Stored items:
▼▼▼

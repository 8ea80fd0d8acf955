//! LCS diff algorithm.
//!
//! * time: `O(NM)`, twice that when the table is checkpointed
//! * space: `O(NM)` cells, or `O(M√N)` when that exceeds the cell limit
//!
//! The common prefix is matched up-front, the rest goes through a suffix
//! table that is walked forward. Equal tokens are matched as soon as they are
//! met and, when the table allows either skip, the token of document B is
//! skipped so the earliest token of document A stays available for matching.
//! This makes the output a deterministic function of the input.
//!
//! Tables that don't fit the cell limit only keep every `stride`-th row and
//! recompute the rows in between when the walk reaches them. The values read
//! are the same, so the edit script is the same as with the full table.
use super::raw_operation::RawOperation;
use crate::{tokenizer::token::Token, utils::common_prefix_len::common_prefix_len};

/// Diff `old` against `new` returning one `RawOperation` per token, or
/// `None` if the table can't be held in `cell_limit` cells.
pub fn lcs_diff<'a>(
    old: &'a [Token],
    new: &'a [Token],
    cell_limit: usize,
) -> Option<Vec<RawOperation<'a>>> {
    let prefix = common_prefix_len(old, 0..old.len(), new, 0..new.len());
    let mut result: Vec<RawOperation<'a>> =
        old[..prefix].iter().map(RawOperation::Equal).collect();

    let old = &old[prefix..];
    let new = &new[prefix..];

    if !old.is_empty() && !new.is_empty() {
        let stride = stride(old.len(), new.len() + 1, cell_limit)?;
        walk(old, new, &mut Table::new(old, new, stride), &mut result);
    } else {
        result.extend(old.iter().map(RawOperation::Delete));
        result.extend(new.iter().map(RawOperation::Insert));
    }

    Some(result)
}

fn walk<'a>(
    old: &'a [Token],
    new: &'a [Token],
    table: &mut Table<'_>,
    result: &mut Vec<RawOperation<'a>>,
) {
    let mut old_idx = 0;
    let mut new_idx = 0;
    while old_idx < old.len() && new_idx < new.len() {
        if old[old_idx] == new[new_idx] {
            result.push(RawOperation::Equal(&old[old_idx]));
            old_idx += 1;
            new_idx += 1;
        } else if table.get(old_idx, new_idx + 1) >= table.get(old_idx + 1, new_idx) {
            result.push(RawOperation::Insert(&new[new_idx]));
            new_idx += 1;
        } else {
            result.push(RawOperation::Delete(&old[old_idx]));
            old_idx += 1;
        }
    }

    result.extend(old[old_idx..].iter().map(RawOperation::Delete));
    result.extend(new[new_idx..].iter().map(RawOperation::Insert));
}

/// The distance between stored rows for a table of `rows` rows of `width`
/// cells: `1` if the whole table fits `cell_limit`, about `√rows` if only
/// the checkpoints and one block of recomputed rows fit, `None` otherwise.
fn stride(rows: usize, width: usize, cell_limit: usize) -> Option<usize> {
    if rows.checked_mul(width)? <= cell_limit {
        return Some(1);
    }

    let stride = rows.isqrt().max(2);
    let stored_rows = rows.div_ceil(stride) + stride - 1;
    (stored_rows.checked_mul(width)? <= cell_limit).then_some(stride)
}

/// `get(i, j)` is the length of the LCS of `old[i..]` and `new[j..]`.
///
/// Rows that are multiples of `stride` are kept in `checkpoints`, the rows of
/// the block the walk is currently in are kept in `block`.
#[derive(Debug)]
struct Table<'a> {
    old: &'a [Token],
    new: &'a [Token],
    width: usize,
    stride: usize,
    checkpoints: Vec<u32>,
    block_start: Option<usize>,
    block: Vec<u32>,
}

impl<'a> Table<'a> {
    fn new(old: &'a [Token], new: &'a [Token], stride: usize) -> Self {
        let width = new.len() + 1;
        let mut checkpoints = vec![0; old.len().div_ceil(stride) * width];

        let mut below = vec![0; width];
        let mut row = vec![0; width];
        for i in (0..old.len()).rev() {
            fill_row(&old[i], new, &below, &mut row);
            if i % stride == 0 {
                let start = i / stride * width;
                checkpoints[start..start + width].copy_from_slice(&row);
            }
            std::mem::swap(&mut below, &mut row);
        }

        Self {
            old,
            new,
            width,
            stride,
            checkpoints,
            block_start: None,
            block: Vec::new(),
        }
    }

    fn get(&mut self, i: usize, j: usize) -> u32 {
        if i == self.old.len() || j == self.new.len() {
            return 0;
        }

        let checkpoint = i - i % self.stride;
        if checkpoint == i {
            return self.checkpoints[i / self.stride * self.width + j];
        }

        if self.block_start != Some(checkpoint) {
            self.fill_block(checkpoint);
        }
        self.block[(i - checkpoint - 1) * self.width + j]
    }

    /// Recompute the rows strictly between `checkpoint` and the next one.
    fn fill_block(&mut self, checkpoint: usize) {
        let next = (checkpoint + self.stride).min(self.old.len());
        let rows = next - checkpoint - 1;
        self.block.resize(rows * self.width, 0);

        let mut below = if next == self.old.len() {
            vec![0; self.width]
        } else {
            let start = next / self.stride * self.width;
            self.checkpoints[start..start + self.width].to_vec()
        };

        for i in (checkpoint + 1..next).rev() {
            let start = (i - checkpoint - 1) * self.width;
            let row = &mut self.block[start..start + self.width];
            fill_row(&self.old[i], self.new, &below, row);
            below.copy_from_slice(row);
        }

        self.block_start = Some(checkpoint);
    }
}

/// Compute one row of the suffix table from the row below it.
fn fill_row(token: &Token, new: &[Token], below: &[u32], row: &mut [u32]) {
    row[new.len()] = 0;
    for j in (0..new.len()).rev() {
        row[j] = if *token == new[j] {
            below[j + 1] + 1
        } else {
            below[j].max(row[j + 1])
        };
    }
}

#[cfg(test)]
mod tests {
    use pretty_assertions::assert_eq;
    use test_case::test_case;

    use super::*;
    use crate::alignment::raw_operation::replay;

    fn tokens(text: &str) -> Vec<Token> { text.chars().map(|c| c.to_string().into()).collect() }

    fn describe(operations: &[RawOperation<'_>]) -> String {
        operations
            .iter()
            .map(|operation| match operation {
                RawOperation::Equal(token) => format!("={}", token.original()),
                RawOperation::Delete(token) => format!("-{}", token.original()),
                RawOperation::Insert(token) => format!("+{}", token.original()),
            })
            .collect::<Vec<_>>()
            .join(" ")
    }

    fn script(old: &str, new: &str) -> String {
        let old = tokens(old);
        let new = tokens(new);
        describe(&lcs_diff(&old, &new, usize::MAX).unwrap())
    }

    #[test]
    fn test_table() {
        let (old, new) = (tokens("ab"), tokens("xab"));
        let mut table = Table::new(&old, &new, 1);
        assert_eq!(table.get(0, 0), 2);
        assert_eq!(table.get(0, 1), 2);
        assert_eq!(table.get(1, 0), 1);
        assert_eq!(table.get(2, 3), 0);
    }

    #[test]
    fn test_checkpointed_table_matches_full_table() {
        let old = tokens("the quick brown fox jumps");
        let new = tokens("a quick brown dog jumped!");
        let mut full = Table::new(&old, &new, 1);

        for stride in [2, 3, 5, 7, old.len()] {
            let mut checkpointed = Table::new(&old, &new, stride);
            for i in 0..=old.len() {
                for j in 0..=new.len() {
                    assert_eq!(checkpointed.get(i, j), full.get(i, j), "{stride} {i} {j}");
                }
            }
        }
    }

    #[test]
    fn test_stride() {
        assert_eq!(stride(10, 10, 100), Some(1));
        assert_eq!(stride(100, 10, 999), Some(10));
        assert_eq!(stride(100, 10, 189), None);
        assert_eq!(stride(usize::MAX, 2, usize::MAX), None);
    }

    #[test]
    fn test_empty_examples() {
        assert_eq!(script("", ""), "");
        assert_eq!(script("a", ""), "-a");
        assert_eq!(script("", "a"), "+a");
    }

    #[test]
    fn test_replacement() {
        assert_eq!(script("abcd", "axd"), "=a +x -b -c =d");
        assert_eq!(script("abcd", "axcy"), "=a +x -b =c +y -d");
    }

    #[test]
    fn test_ties_prefer_earliest_match_in_old() {
        // Both "a"-s of `new` could pair with the single "a" of `old`.
        assert_eq!(script("a", "aa"), "=a +a");
        assert_eq!(script("ba", "ab"), "+a =b -a");
        assert_eq!(script("xay", "yax"), "+y +a =x -a -y");
    }

    #[test_case("nurse doctor, then rest", "doctor nurse, then rest")]
    #[test_case("a b a b a b a", "b a b a b a b")]
    #[test_case("the quick brown fox jumps", "a quick brown dog jumped!")]
    fn test_checkpointing_keeps_the_script(old: &str, new: &str) {
        let (old, new) = (tokens(old), tokens(new));
        let full = lcs_diff(&old, &new, usize::MAX).unwrap();

        let limit = old.len() * (new.len() + 1) - 1;
        let checkpointed = lcs_diff(&old, &new, limit).unwrap();

        assert_eq!(describe(&checkpointed), describe(&full));
    }

    #[test]
    fn test_does_not_fit() {
        assert!(lcs_diff(&tokens("abc"), &tokens("xyz"), 0).is_none());
        // Nothing left after the common prefix, no table is needed.
        assert!(lcs_diff(&tokens("abc"), &tokens("abc"), 0).is_some());
        assert!(lcs_diff(&tokens("abc"), &tokens("ab"), 0).is_some());
    }

    #[test]
    fn test_script_replays_both_inputs() {
        let old = tokens("the quick brown fox");
        let new = tokens("a quick brown dog!");
        let (replayed_old, replayed_new) = replay(&lcs_diff(&old, &new, usize::MAX).unwrap());

        assert_eq!(replayed_old.concat(), "the quick brown fox");
        assert_eq!(replayed_new.concat(), "a quick brown dog!");
    }
}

▲▲▲

> WHAT YOU ARE ASKED TO DO: Only lines that contain the string "result" count; pick each one out of the records and copy it.

> REPLY:
    let mut result: Vec<RawOperation<'a>> =
        walk(old, new, &mut Table::new(old, new, stride), &mut result);
        result.extend(old.iter().map(RawOperation::Delete));
        result.extend(new.iter().map(RawOperation::Insert));
    Some(result)
    result: &mut Vec<RawOperation<'a>>,
            result.push(RawOperation::Equal(&old[old_idx]));
            result.push(RawOperation::Insert(&new[new_idx]));
            result.push(RawOperation::Delete(&old[old_idx]));
    result.extend(old[old_idx..].iter().map(RawOperation::Delete));
    result.extend(new[new_idx..].iter().map(RawOperation::Insert));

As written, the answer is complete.